Open kvnnap opened 5 years ago

kvnnap commented 5 years ago

This problem is very similar to this issue on stack overflow. In fact I am the author of that question, however I never truly understood what I did wrong.

I created a Windows DLL using the following code:

Header (dllexport.h):

#ifndef DLLEXPORT_H
#define DLLEXPORT_H

/* Define calling convention in one place, for convenience. */
#define ADDCALL __stdcall

/* Usually format is ADDAPI int ADDCALL Add(int a, int b)...
   but moving ADDCALL near ADDAPI works in gcc */

/* You should define BUILDING_DLL *only* when building the DLL. */
#ifdef BUILDING_DLL
  #define ADDAPI __declspec(dllexport) ADDCALL
#else
  #define ADDAPI __declspec(dllimport) ADDCALL
#endif

#ifdef  __cplusplus
extern "C" {
#endif

    ADDAPI int test();

#ifdef  __cplusplus
}
#endif

#endif  /* DLLEXPORT_H */

Implementation (main.cpp):

#include <cstdlib>
#include <windows.h>
#include <iostream>
#include "dllexport.h"

using namespace std;

ADDAPI int test()
{
    try
    {
        throw 2;
    }catch(...)
    {
        std::cout << "Caught" << std::endl;
        return 1;
    }
    return 0;
}

//Link to correct DllMain if C++ is used
#ifdef __cplusplus
extern "C"
#endif
BOOL APIENTRY DllMain(HINSTANCE hModule, DWORD  reason, LPVOID lpReserved)
{
    switch (reason)
    {
        case DLL_PROCESS_ATTACH:
        break;
        case DLL_THREAD_ATTACH:
        break;
        case DLL_THREAD_DETACH:
        break;
        case DLL_PROCESS_DETACH:
        break;
    }
    return TRUE;
}

Client (clientOOP.cpp)

#include <iostream>

#include "dllexport.h"

using namespace std;

int main() {
    cout << "Will test.. " << endl;
    int a = test();
    cout << "Test: " << a << endl;
    return 0;
}

Compilation steps:

DLL

g++ main.cpp -g -o mydll_s.dll -DBUILDING_DLL -shared -static-libgcc -static-libstdc++ -Wl,--add-stdcall-alias

Client

g++ clientOOP.cpp -g -o clientOOP.exe -L. -lmydll_s

When I run clientOOP.exe, get the following output and exits:

Will Test..

When debugging this, gdb reports it returned exit code 3. If I comment throw 2; it works as expected.
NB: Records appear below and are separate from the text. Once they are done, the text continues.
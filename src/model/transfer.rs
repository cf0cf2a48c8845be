//! Raw transfer records as delivered by explorer-style adapters
//!
//! Numeric fields arrive as strings (explorers serialize big integers that
//! way) and are only parsed when a component actually consumes them, so a
//! single malformed record never poisons a whole response.

use chrono::{DateTime, TimeZone, Utc};
use serde::{Deserialize, Serialize};

use crate::error::{Error, Result};

/// Chain identifier (e.g. 1 = Ethereum mainnet, 8453 = Base)
pub type ChainId = u64;

/// Reject inputs that are not shaped like an EVM address
///
/// Checksum casing is not verified; lookups downstream are
/// case-insensitive anyway.
pub fn validate_address(address: &str) -> Result<()> {
    let hex = address
        .strip_prefix("0x")
        .ok_or_else(|| Error::InvalidAddress(address.to_string()))?;
    if hex.len() != 40 || !hex.chars().all(|c| c.is_ascii_hexdigit()) {
        return Err(Error::InvalidAddress(address.to_string()));
    }
    Ok(())
}

/// Token standard of a transfer stream, controls value interpretation
#[derive(Debug, Clone, Copy, PartialEq, Eq, Hash, Serialize, Deserialize)]
#[serde(rename_all = "snake_case")]
pub enum TokenStandard {
    /// Native chain currency movements (normal transactions)
    Native,
    /// Fungible token transfers
    Erc20,
    /// Non-fungible token transfers (quantity is always 1 per record)
    Erc721,
    /// Semi-fungible token transfers (quantity from the value field)
    Erc1155,
}

impl TokenStandard {
    /// NFT-shaped standards carry a token id per record
    pub fn has_token_id(&self) -> bool {
        matches!(self, TokenStandard::Erc721 | TokenStandard::Erc1155)
    }
}

/// A single raw transfer record for a wallet address
///
/// Ordering is not guaranteed; consumers sort by timestamp themselves.
#[derive(Debug, Clone, Serialize, Deserialize)]
pub struct TransferRecord {
    /// Token contract address, `None` for native-currency transfers
    #[serde(rename = "contractAddress")]
    pub contract_address: Option<String>,

    /// Sender address
    pub from: String,

    /// Recipient address
    pub to: String,

    /// Raw decimal quantity as delivered by the adapter
    pub value: String,

    /// Unix timestamp in seconds
    #[serde(rename = "timeStamp")]
    pub timestamp: i64,

    /// Transaction hash (several transfer legs can share one hash)
    #[serde(rename = "hash")]
    pub tx_hash: String,

    /// Token id for ERC-721/1155 records
    #[serde(rename = "tokenID", default)]
    pub token_id: Option<String>,

    /// Chain the record was fetched from, tagged by the multi-chain provider
    #[serde(rename = "sourceChainId", default)]
    pub source_chain: Option<ChainId>,
}

impl TransferRecord {
    /// Transfer timestamp as a UTC datetime
    ///
    /// `None` for timestamps outside the representable range; callers
    /// skip those records like any other malformed field.
    pub fn datetime(&self) -> Option<DateTime<Utc>> {
        Utc.timestamp_opt(self.timestamp, 0).single()
    }

    /// True when this record moved the asset into `address`
    pub fn is_inbound(&self, address: &str) -> bool {
        self.to.eq_ignore_ascii_case(address)
    }

    /// True when this record moved the asset out of `address`
    pub fn is_outbound(&self, address: &str) -> bool {
        self.from.eq_ignore_ascii_case(address)
    }

    /// Parse the raw value according to the token standard
    ///
    /// ERC-721 transfers always count as one token regardless of payload.
    /// Returns `None` for unparseable values; callers skip those records.
    pub fn quantity(&self, standard: TokenStandard) -> Option<f64> {
        match standard {
            TokenStandard::Erc721 => Some(1.0),
            _ => {
                let parsed = self.value.trim().parse::<f64>().ok()?;
                if parsed.is_finite() {
                    Some(parsed)
                } else {
                    None
                }
            }
        }
    }

    /// Contract address lowercased, for grouping keys
    pub fn contract_key(&self) -> Option<String> {
        self.contract_address.as_ref().map(|c| c.to_lowercase())
    }
}
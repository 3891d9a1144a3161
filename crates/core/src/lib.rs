//! Menagerie core.
//!
//! A fixed registry of stateless animals, the habitat their lifecycles run
//! in, the probes that attribute each behavior's cost to the animal that
//! paid it, and the driver loop that walks the registry once per tick.

#![forbid(unsafe_code)]
#![forbid(clippy::unwrap_used)]
#![deny(clippy::expect_used)]
#![forbid(clippy::panic)]

pub mod animal;
pub mod config;
pub mod driver;
pub mod error;
pub mod families;
pub mod habitat;
pub mod probes;
pub mod registry;

pub use animal::{Animal, live_basics};
pub use config::{BehaviorConfig, CONFIG_ENV_VAR, RuntimeConfig};
pub use driver::Driver;
pub use error::{ConfigError, Error, LifeError, LifeResult, Result};
pub use families::{Canidae, Cat, Dog, Felidae, Mouse, Muridae, Tiger, Wolf};
pub use habitat::Habitat;
pub use probes::{EntityProbe, EntitySnapshot, ProbeSnapshot, Probes, Sampling, UNATTRIBUTED};
pub use registry::Registry;
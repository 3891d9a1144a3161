//! Error handling with RFC 7807 Problem Details for JSON responses

use axum::{
    http::StatusCode,
    response::{IntoResponse, Json, Response},
};
use serde::{Deserialize, Serialize};
use std::net::SocketAddr;

pub type Result<T> = std::result::Result<T, IntrospectError>;

/// Introspection endpoint errors.
#[derive(Debug, thiserror::Error)]
pub enum IntrospectError {
    #[error("profile window must be between {min} and {max} seconds, got {got}")]
    InvalidWindow { got: u64, min: u64, max: u64 },

    #[error("invalid query string: {0}")]
    InvalidQuery(String),

    #[error("no route for {0}")]
    NotFound(String),

    #[error("failed to bind introspection endpoint on {addr}: {source}")]
    Bind {
        addr: SocketAddr,
        #[source]
        source: std::io::Error,
    },

    #[error("introspection server stopped: {0}")]
    Serve(#[source] std::io::Error),
}

impl IntrospectError {
    #[must_use]
    pub const fn status_code(&self) -> StatusCode {
        match self {
            Self::InvalidWindow { .. } | Self::InvalidQuery(_) => StatusCode::BAD_REQUEST,
            Self::NotFound(_) => StatusCode::NOT_FOUND,
            Self::Bind { .. } | Self::Serve(_) => StatusCode::INTERNAL_SERVER_ERROR,
        }
    }
}

/// RFC 7807 Problem Details for HTTP APIs
#[derive(Debug, Serialize, Deserialize)]
pub struct ProblemDetails {
    #[serde(rename = "type", skip_serializing_if = "Option::is_none")]
    pub problem_type: Option<String>,
    pub title: String,
    pub status: u16,
    pub detail: String,
}

impl ProblemDetails {
    pub fn new(status: StatusCode, detail: impl Into<String>) -> Self {
        Self {
            problem_type: None,
            title: status.canonical_reason().unwrap_or("Error").to_string(),
            status: status.as_u16(),
            detail: detail.into(),
        }
    }
}

impl IntoResponse for IntrospectError {
    fn into_response(self) -> Response {
        let status = self.status_code();
        tracing::warn!(%status, error = %self, "introspection request failed");
        (status, Json(ProblemDetails::new(status, self.to_string()))).into_response()
    }
}

#[cfg(test)]
mod tests {
    use super::*;

    #[test]
    fn test_invalid_window_is_a_bad_request() {
        let err = IntrospectError::InvalidWindow {
            got: 0,
            min: 1,
            max: 60,
        };
        assert_eq!(err.status_code(), StatusCode::BAD_REQUEST);
        assert!(err.to_string().contains("got 0"));
    }

    #[test]
    fn test_unknown_route_is_not_found() {
        let err = IntrospectError::NotFound("/nope".to_string());
        assert_eq!(err.status_code(), StatusCode::NOT_FOUND);
        assert_eq!(err.to_string(), "no route for /nope");
    }

    #[test]
    fn test_problem_details_title_from_status() {
        let problem = ProblemDetails::new(StatusCode::BAD_REQUEST, "nope");
        assert_eq!(problem.title, "Bad Request");
        assert_eq!(problem.status, 400);
    }
}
The problem does not occur if I also statically link libstdc++ and libgcc into the clientOOP executable, or if I do not statically link these libraries in the DLL at all.

I would like to understand why this happens. I know that one should not be throwing exceptions over DLL boundaries and I am not doing so. I am merely exposing a C interface, and everything C++-like is handled internally inside the DLL. As such, the call stack should be Dwarf2 aware in there. This scenario never happens on 64-bit MinGW or on Ubuntu 64/32 bit.

I did investigate trying to use this DLL within a pure-c program, and to my surprise it works! Here's the code I used: (client.c)

#include <stdio.h>

#include "dllexport.h"

int main()
{
   // printf() displays the string inside quotation
   printf("Hello, World! %d", test());
   return 0;
}

compiled using:

gcc client.c -g -o client.exe -L. -lmydll_s

and this outputs:

Caught
Hello, World! 1

Please help me understand what is happening.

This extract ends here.